Other examples of platforms that are known for community-building are LinkedIn and Reddit, where users can connect and form bonds with others over shared experiences and challenges. Discussion forums like the CanadaVisa Forum also exist for newcomers to connect and discuss their questions, concerns and milestones throughout the immigration journey, both after they land and settle in Canada as well as before they arrive in this country.

Embracing Canadian culture and enhancing the Canadian experience

New immigrants to Canada can also use social media to discover cultural events and activities, stay informed about Canadian news and trends, learn about Canadian culture, and enhance their overall experience in Canada.

Twitter, for instance, allows users to stay informed about what’s happening across Canada. Following news outlets, journalists, and bloggers on Twitter also allows newcomers to participate in discussions on current events, just like over 7 million Canadians already do.

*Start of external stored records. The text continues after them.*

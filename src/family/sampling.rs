//! Sampling-based families, defined by a table rather than a formula.
//!
//! Each family keeps the weights it was built from (the codec persists
//! those) and the normalized table derived from them. Density evaluation
//! hands out the table as stored.

use rand::distr::weighted::WeightedIndex;

use super::variate::{Lattice, PiecewiseConstantVariate, PiecewiseLinearVariate};
use super::{Family, not_nan, prefixed};
use crate::error::{Error, Result};

/// Integers `0..n` drawn with probabilities proportional to `weights`.
#[derive(Clone, Debug)]
pub struct Discrete {
    weights: Vec<f64>,
    probabilities: Vec<f64>,
    variate: Lattice<WeightedIndex<f64>>,
}

impl Discrete {
    /// # Errors
    ///
    /// Returns `Error::InvalidParameter` if `weights` is empty, holds a
    /// negative or non-finite weight, or sums to zero.
    pub fn new(weights: Vec<f64>) -> Result<Self> {
        let pick = WeightedIndex::new(&weights).map_err(Error::invalid(Self::NAME))?;
        let total: f64 = weights.iter().sum();
        let probabilities = weights.iter().map(|w| w / total).collect();
        Ok(Self {
            weights,
            probabilities,
            variate: Lattice(pick),
        })
    }

    /// Returns the normalized probability of each index.
    #[must_use]
    pub fn probabilities(&self) -> &[f64] {
        &self.probabilities
    }
}

impl Family for Discrete {
    const NAME: &'static str = "Discrete";
    type Variate = Lattice<WeightedIndex<f64>>;

    #[allow(clippy::cast_precision_loss)]
    fn params(&self) -> Vec<f64> {
        let mut params = Vec::with_capacity(self.weights.len() + 1);
        params.push(self.weights.len() as f64);
        params.extend_from_slice(&self.weights);
        params
    }

    fn from_params(params: &[f64]) -> Result<Self> {
        let (_, weights) = prefixed(Self::NAME, params, Some)?;
        Self::new(weights.to_vec())
    }

    #[allow(clippy::cast_possible_truncation, clippy::cast_sign_loss)]
    fn density(&self, x: f64) -> Result<f64> {
        not_nan(Self::NAME, x)?;
        if x < 0.0 || x.fract() != 0.0 {
            return Ok(0.0);
        }
        Ok(self.probabilities.get(x as usize).copied().unwrap_or(0.0))
    }

    fn variate(&self) -> &Self::Variate {
        &self.variate
    }

    fn table(&self) -> Option<&[f64]> {
        Some(&self.probabilities)
    }
}

/// A step density: constant on each interval `[b_i, b_{i+1})`, with interval
/// probabilities proportional to `weights`.
#[derive(Clone, Debug)]
pub struct PiecewiseConstant {
    intervals: Vec<f64>,
    weights: Vec<f64>,
    densities: Vec<f64>,
    variate: PiecewiseConstantVariate,
}

impl PiecewiseConstant {
    /// Creates a step density over `intervals` (`n + 1` boundaries) with one
    /// weight per interval.
    ///
    /// # Errors
    ///
    /// Returns `Error::InvalidParameter` if the boundaries are not finite and
    /// strictly increasing, if the weight count does not match, or if the
    /// weights are rejected.
    pub fn new(intervals: Vec<f64>, weights: Vec<f64>) -> Result<Self> {
        check_intervals(Self::NAME, &intervals)?;
        if weights.len() + 1 != intervals.len() {
            return Err(Error::InvalidParameter {
                family: Self::NAME,
                reason: format!(
                    "{} intervals need {} weights, got {}",
                    intervals.len() - 1,
                    intervals.len() - 1,
                    weights.len()
                ),
            });
        }
        let pick = WeightedIndex::new(&weights).map_err(Error::invalid(Self::NAME))?;
        let total: f64 = weights.iter().sum();
        let densities = weights
            .iter()
            .zip(intervals.windows(2))
            .map(|(w, b)| w / (total * (b[1] - b[0])))
            .collect();
        Ok(Self {
            variate: PiecewiseConstantVariate {
                intervals: intervals.clone(),
                pick,
            },
            intervals,
            weights,
            densities,
        })
    }

    /// Returns the interval boundaries.
    #[must_use]
    pub fn intervals(&self) -> &[f64] {
        &self.intervals
    }

    /// Returns the normalized density on each interval.
    #[must_use]
    pub fn densities(&self) -> &[f64] {
        &self.densities
    }
}

impl Family for PiecewiseConstant {
    const NAME: &'static str = "PiecewiseConstant";
    type Variate = PiecewiseConstantVariate;

    #[allow(clippy::cast_precision_loss)]
    fn params(&self) -> Vec<f64> {
        let mut params = Vec::with_capacity(self.intervals.len() + self.weights.len() + 1);
        params.push(self.weights.len() as f64);
        params.extend_from_slice(&self.intervals);
        params.extend_from_slice(&self.weights);
        params
    }

    fn from_params(params: &[f64]) -> Result<Self> {
        let (n, rest) = prefixed(Self::NAME, params, |n| {
            n.checked_mul(2)?.checked_add(1)
        })?;
        let (intervals, weights) = rest.split_at(n + 1);
        Self::new(intervals.to_vec(), weights.to_vec())
    }

    fn density(&self, x: f64) -> Result<f64> {
        not_nan(Self::NAME, x)?;
        Ok(locate(&self.intervals, x).map_or(0.0, |(i, _)| self.densities[i]))
    }

    fn variate(&self) -> &Self::Variate {
        &self.variate
    }

    fn table(&self) -> Option<&[f64]> {
        Some(&self.densities)
    }
}

/// A density that is linear between boundaries, with the value at each
/// boundary proportional to `weights`.
#[derive(Clone, Debug)]
pub struct PiecewiseLinear {
    intervals: Vec<f64>,
    weights: Vec<f64>,
    densities: Vec<f64>,
    variate: PiecewiseLinearVariate,
}

impl PiecewiseLinear {
    /// Creates a piecewise linear density over `intervals` with one weight per
    /// boundary.
    ///
    /// # Errors
    ///
    /// Returns `Error::InvalidParameter` if the boundaries are not finite and
    /// strictly increasing, if the weight count does not match, or if a
    /// weight is negative or the total area is zero.
    pub fn new(intervals: Vec<f64>, weights: Vec<f64>) -> Result<Self> {
        check_intervals(Self::NAME, &intervals)?;
        if weights.len() != intervals.len() {
            return Err(Error::InvalidParameter {
                family: Self::NAME,
                reason: format!(
                    "{} boundaries need {} weights, got {}",
                    intervals.len(),
                    intervals.len(),
                    weights.len()
                ),
            });
        }
        if let Some(w) = weights.iter().find(|w| !(w.is_finite() && **w >= 0.0)) {
            return Err(Error::InvalidParameter {
                family: Self::NAME,
                reason: format!("weights must be finite and non-negative, got {w}"),
            });
        }
        let areas: Vec<f64> = weights
            .windows(2)
            .zip(intervals.windows(2))
            .map(|(w, b)| (w[0] + w[1]) / 2.0 * (b[1] - b[0]))
            .collect();
        let pick = WeightedIndex::new(&areas).map_err(Error::invalid(Self::NAME))?;
        let total: f64 = areas.iter().sum();
        let densities = weights.iter().map(|w| w / total).collect();
        Ok(Self {
            variate: PiecewiseLinearVariate {
                intervals: intervals.clone(),
                weights: weights.clone(),
                pick,
            },
            intervals,
            weights,
            densities,
        })
    }

    /// Returns the interval boundaries.
    #[must_use]
    pub fn intervals(&self) -> &[f64] {
        &self.intervals
    }

    /// Returns the normalized density at each boundary.
    #[must_use]
    pub fn densities(&self) -> &[f64] {
        &self.densities
    }
}

impl Family for PiecewiseLinear {
    const NAME: &'static str = "PiecewiseLinear";
    type Variate = PiecewiseLinearVariate;

    #[allow(clippy::cast_precision_loss)]
    fn params(&self) -> Vec<f64> {
        let mut params = Vec::with_capacity(2 * self.weights.len() + 1);
        params.push(self.weights.len() as f64);
        params.extend_from_slice(&self.intervals);
        params.extend_from_slice(&self.weights);
        params
    }

    fn from_params(params: &[f64]) -> Result<Self> {
        let (n, rest) = prefixed(Self::NAME, params, |n| n.checked_mul(2))?;
        let (intervals, weights) = rest.split_at(n);
        Self::new(intervals.to_vec(), weights.to_vec())
    }

    fn density(&self, x: f64) -> Result<f64> {
        not_nan(Self::NAME, x)?;
        Ok(locate(&self.intervals, x).map_or(0.0, |(i, t)| {
            self.densities[i] + t * (self.densities[i + 1] - self.densities[i])
        }))
    }

    fn variate(&self) -> &Self::Variate {
        &self.variate
    }

    fn table(&self) -> Option<&[f64]> {
        Some(&self.densities)
    }
}

fn check_intervals(family: &'static str, intervals: &[f64]) -> Result<()> {
    if intervals.len() < 2 {
        return Err(Error::InvalidParameter {
            family,
            reason: format!("need at least 2 boundaries, got {}", intervals.len()),
        });
    }
    if intervals.iter().any(|b| !b.is_finite()) || intervals.windows(2).any(|b| b[0] >= b[1]) {
        return Err(Error::InvalidParameter {
            family,
            reason: "boundaries must be finite and strictly increasing".to_owned(),
        });
    }
    Ok(())
}

/// Finds the interval holding `x` and the relative position of `x` inside it.
///
/// The last boundary belongs to the last interval.
fn locate(intervals: &[f64], x: f64) -> Option<(usize, f64)> {
    let (&first, &last) = (intervals.first()?, intervals.last()?);
    if x < first || x > last {
        return None;
    }
    let i = intervals
        .partition_point(|&b| b <= x)
        .saturating_sub(1)
        .min(intervals.len() - 2);
    let (b0, b1) = (intervals[i], intervals[i + 1]);
    Some((i, (x - b0) / (b1 - b0)))
}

Note: Aside from Twitter, subscribing to Canadian news channels on YouTube can also help newcomers remain aware of what’s going on around the country

Here are other ways to use social media to become more connected with Canadian culture:

  • Use Instagram or TikTok to follow Canadian influencers who share insights and perspectives on Canadian culture
  • Subscribe to channels by Canadian travel vloggers or lifestyle influencers on YouTube for inspiration and ideas on how to get more involved with events and develop a social life in Canada

Influencers, whether they are newcomers themselves or they were born in Canada, will share ideas on activities to experience, places to visit, foods to try and more. Influencers who are newcomers themselves often also share things that helped them get settled or feel at home when they first came to Canada.

Vloggers, meanwhile, often take their viewers on a journey through video, including to different parts of this country. This can help newcomers experience areas of Canada that they may not know about and learn about the general way of life in different Canadian communities.

Staying connected with friends and family back home

While it is crucial for immigrants to embrace their new environment, it is also important that newcomers to Canada do not completely lose touch with the friends and family they may be leaving in their home country. The power of social media makes staying in touch with friends and family back home easier and more accessible than ever before.

In addition to traditional video conferencing tools such as Skype and Zoom, social media platforms like WhatsApp, Telegram, Facebook Messenger and Instagram offer a range of inexpensive international communication options. From free messaging to voice and video calling, these platforms provide newcomers to Canada with an easier way to stay connected with those back home no matter where they are in the world. Additionally, many social media applications enable users to share updates and photos, giving family and friends another way to stay connected with the newcomer’s life in Canada and vice versa.